The aim of this study was to evaluate the feasibility of using 16S rRNA and elongation factor (tuf) mRNA as targets for selective detection of viable beer-spoilage lactic acid bacteria (LAB) by reverse-transcription PCR (RT-PCR). One-step real-time RT-PCR was applied to monitor the target transcripts in Lactobacillus brevis, L. lindneri, and Pediococcus damnosus. Three methods were compared for total RNA extraction. To study the correlation between viability and RNA detection, log-phase cultures were inactivated using brewery disinfectant or heating. RT-PCR, denaturing agarose gel electrophoresis, and cultivation were performed before and at various times after the inactivation treatments.
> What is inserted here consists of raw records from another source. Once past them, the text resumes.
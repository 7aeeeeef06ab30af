use async_trait::async_trait;
use chrono::{DateTime, Utc};
use std::time::Duration;

#[async_trait]
pub trait TimeService: Send + Sync {
    /// Wall-clock instant used for business hours and message age checks
    fn now(&self) -> DateTime<Utc>;

    async fn sleep(&self, duration: Duration);
}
A method combining bead-beating with traditional RNA purification provided good RNA yield from LAB. The 16S rRNA and tuf mRNA targets were detected in inactivated cells by RT-PCR throughout a 21-day storage period. Cultivable cells could not be recovered at any postinactivation time. The 16S rRNA degraded with time, and its degradation appeared to be initially faster after disinfection than after heating. The overall degradation patterns between the strains were similar. Our results indicate that tuf mRNA and 16S rRNA can be stable in LAB cells inactivated under conditions they may encounter during the brewing process. Hence, the RT-PCR analysis of these target transcripts may not be a reliable technique for selective detection of viable LAB in brewery samples.